(Supplied information begins)
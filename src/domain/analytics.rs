// Price analytics - adaptive cheap/expensive period detection
//
// The "variance" values here are price bands in €/kWh, not statistical variances.
// Every band is clamped to a fraction of the day's min-max spread so flat days
// produce degenerate periods and volatile days produce wider ones.
use super::calendar::local_day;
use super::price::{DailyAverage, Period, PricePoint};
use super::rating::RATING_VARIANCE;
use chrono::{Duration, NaiveDate};
use std::collections::BTreeMap;

const VARIANCE_DIVISOR: f64 = 2.0;

/// Arithmetic mean of the prices, 0 for an empty slice.
pub fn average(prices: &[PricePoint]) -> f64 {
    if prices.is_empty() {
        return 0.0;
    }
    prices.iter().map(|p| p.price).sum::<f64>() / prices.len() as f64
}

pub fn min_price(prices: &[PricePoint]) -> f64 {
    prices
        .iter()
        .map(|p| p.price)
        .reduce(f64::min)
        .unwrap_or(0.0)
}

pub fn max_price(prices: &[PricePoint]) -> f64 {
    prices
        .iter()
        .map(|p| p.price)
        .reduce(f64::max)
        .unwrap_or(0.0)
}

/// Lower bound of a band: a sixth of the spread.
pub fn min_variance(min: f64, max: f64) -> f64 {
    (max - min) / 6.0
}

/// Upper bound of a band: a third of the spread.
pub fn max_variance(min: f64, max: f64) -> f64 {
    (max - min) / 3.0
}

/// Weighted average counting the day twice as much as the thirty-day baseline.
pub fn combined_average(day_avg: f64, thirty_day_avg: f64) -> f64 {
    if day_avg == 0.0 && thirty_day_avg == 0.0 {
        return 0.0;
    }
    (day_avg * 2.0 + thirty_day_avg) / 3.0
}

fn clamp_variance(raw: f64, min: f64, max: f64) -> f64 {
    let lower = min_variance(min, max);
    let upper = max_variance(min, max);
    if raw < lower {
        lower
    } else if raw > upper {
        upper
    } else {
        raw
    }
}

pub fn cheap_variance(prices: &[PricePoint], thirty_day_avg: f64) -> f64 {
    let min = min_price(prices);
    let max = max_price(prices);
    let comb_avg = combined_average(average(prices), thirty_day_avg);
    clamp_variance((comb_avg - min) / VARIANCE_DIVISOR, min, max)
}

pub fn expensive_variance(prices: &[PricePoint], thirty_day_avg: f64) -> f64 {
    let min = min_price(prices);
    let max = max_price(prices);
    let comb_avg = combined_average(average(prices), thirty_day_avg);
    clamp_variance((max - comb_avg) / VARIANCE_DIVISOR, min, max)
}

/// Hours priced within the cheap band above the day's minimum, grouped into periods.
pub fn cheap_periods(prices: &[PricePoint], thirty_day_avg: f64) -> Vec<Period> {
    if prices.is_empty() {
        return Vec::new();
    }
    let threshold = min_price(prices) + cheap_variance(prices, thirty_day_avg);
    let selected: Vec<PricePoint> = prices
        .iter()
        .filter(|p| p.price <= threshold)
        .copied()
        .collect();
    group_consecutive(&selected)
}

/// Hours priced within the expensive band below the day's maximum, grouped into periods.
///
/// A day whose most expensive hour is still cheap against the thirty-day average
/// has no expensive periods at all.
pub fn expensive_periods(prices: &[PricePoint], thirty_day_avg: f64) -> Vec<Period> {
    if prices.is_empty() {
        return Vec::new();
    }
    let max = max_price(prices);
    if max <= thirty_day_avg - RATING_VARIANCE {
        return Vec::new();
    }
    let variance = expensive_variance(prices, thirty_day_avg);
    let selected: Vec<PricePoint> = prices
        .iter()
        .filter(|p| max - p.price <= variance)
        .copied()
        .collect();
    group_consecutive(&selected)
}

/// Split chronologically sorted prices into runs of consecutive hours.
pub fn group_consecutive(prices: &[PricePoint]) -> Vec<Period> {
    let mut periods = Vec::new();
    let mut current: Vec<PricePoint> = Vec::new();

    for price in prices {
        if let Some(last) = current.last() {
            if price.date_time - last.date_time != Duration::hours(1) {
                periods.push(Period::new(std::mem::take(&mut current)));
            }
        }
        current.push(*price);
    }
    if !current.is_empty() {
        periods.push(Period::new(current));
    }

    periods
}

/// Average price per market-timezone calendar day, sorted by date.
pub fn daily_averages(prices: &[PricePoint]) -> Vec<DailyAverage> {
    let mut by_day: BTreeMap<NaiveDate, Vec<PricePoint>> = BTreeMap::new();
    for price in prices {
        by_day.entry(local_day(price.date_time)).or_default().push(*price);
    }

    by_day
        .into_iter()
        .map(|(date, day_prices)| DailyAverage {
            date,
            average: average(&day_prices),
        })
        .collect()
}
(Supplied information ends)
What you will do: The full listing has to be duplicated exactly.

Solution to this exercise:
filename src/domain/analytics.rs
// Price analytics - adaptive cheap/expensive period detection
//
// The "variance" values here are price bands in €/kWh, not statistical variances.
// Every band is clamped to a fraction of the day's min-max spread so flat days
// produce degenerate periods and volatile days produce wider ones.
use super::calendar::local_day;
use super::price::{DailyAverage, Period, PricePoint};
use super::rating::RATING_VARIANCE;
use chrono::{Duration, NaiveDate};
use std::collections::BTreeMap;

const VARIANCE_DIVISOR: f64 = 2.0;

/// Arithmetic mean of the prices, 0 for an empty slice.
pub fn average(prices: &[PricePoint]) -> f64 {
    if prices.is_empty() {
        return 0.0;
    }
    prices.iter().map(|p| p.price).sum::<f64>() / prices.len() as f64
}

pub fn min_price(prices: &[PricePoint]) -> f64 {
    prices
        .iter()
        .map(|p| p.price)
        .reduce(f64::min)
        .unwrap_or(0.0)
}

pub fn max_price(prices: &[PricePoint]) -> f64 {
    prices
        .iter()
        .map(|p| p.price)
        .reduce(f64::max)
        .unwrap_or(0.0)
}

/// Lower bound of a band: a sixth of the spread.
pub fn min_variance(min: f64, max: f64) -> f64 {
    (max - min) / 6.0
}

/// Upper bound of a band: a third of the spread.
pub fn max_variance(min: f64, max: f64) -> f64 {
    (max - min) / 3.0
}

/// Weighted average counting the day twice as much as the thirty-day baseline.
pub fn combined_average(day_avg: f64, thirty_day_avg: f64) -> f64 {
    if day_avg == 0.0 && thirty_day_avg == 0.0 {
        return 0.0;
    }
    (day_avg * 2.0 + thirty_day_avg) / 3.0
}

fn clamp_variance(raw: f64, min: f64, max: f64) -> f64 {
    let lower = min_variance(min, max);
    let upper = max_variance(min, max);
    if raw < lower {
        lower
    } else if raw > upper {
        upper
    } else {
        raw
    }
}

pub fn cheap_variance(prices: &[PricePoint], thirty_day_avg: f64) -> f64 {
    let min = min_price(prices);
    let max = max_price(prices);
    let comb_avg = combined_average(average(prices), thirty_day_avg);
    clamp_variance((comb_avg - min) / VARIANCE_DIVISOR, min, max)
}

pub fn expensive_variance(prices: &[PricePoint], thirty_day_avg: f64) -> f64 {
    let min = min_price(prices);
    let max = max_price(prices);
    let comb_avg = combined_average(average(prices), thirty_day_avg);
    clamp_variance((max - comb_avg) / VARIANCE_DIVISOR, min, max)
}

/// Hours priced within the cheap band above the day's minimum, grouped into periods.
pub fn cheap_periods(prices: &[PricePoint], thirty_day_avg: f64) -> Vec<Period> {
    if prices.is_empty() {
        return Vec::new();
    }
    let threshold = min_price(prices) + cheap_variance(prices, thirty_day_avg);
    let selected: Vec<PricePoint> = prices
        .iter()
        .filter(|p| p.price <= threshold)
        .copied()
        .collect();
    group_consecutive(&selected)
}

/// Hours priced within the expensive band below the day's maximum, grouped into periods.
///
/// A day whose most expensive hour is still cheap against the thirty-day average
/// has no expensive periods at all.
pub fn expensive_periods(prices: &[PricePoint], thirty_day_avg: f64) -> Vec<Period> {
    if prices.is_empty() {
        return Vec::new();
    }
    let max = max_price(prices);
    if max <= thirty_day_avg - RATING_VARIANCE {
        return Vec::new();
    }
    let variance = expensive_variance(prices, thirty_day_avg);
    let selected: Vec<PricePoint> = prices
        .iter()
        .filter(|p| max - p.price <= variance)
        .copied()
        .collect();
    group_consecutive(&selected)
}

/// Split chronologically sorted prices into runs of consecutive hours.
pub fn group_consecutive(prices: &[PricePoint]) -> Vec<Period> {
    let mut periods = Vec::new();
    let mut current: Vec<PricePoint> = Vec::new();

    for price in prices {
        if let Some(last) = current.last() {
            if price.date_time - last.date_time != Duration::hours(1) {
                periods.push(Period::new(std::mem::take(&mut current)));
            }
        }
        current.push(*price);
    }
    if !current.is_empty() {
        periods.push(Period::new(current));
    }

    periods
}

/// Average price per market-timezone calendar day, sorted by date.
pub fn daily_averages(prices: &[PricePoint]) -> Vec<DailyAverage> {
    let mut by_day: BTreeMap<NaiveDate, Vec<PricePoint>> = BTreeMap::new();
    for price in prices {
        by_day.entry(local_day(price.date_time)).or_default().push(*price);
    }

    by_day
        .into_iter()
        .map(|(date, day_prices)| DailyAverage {
            date,
            average: average(&day_prices),
        })
        .collect()
}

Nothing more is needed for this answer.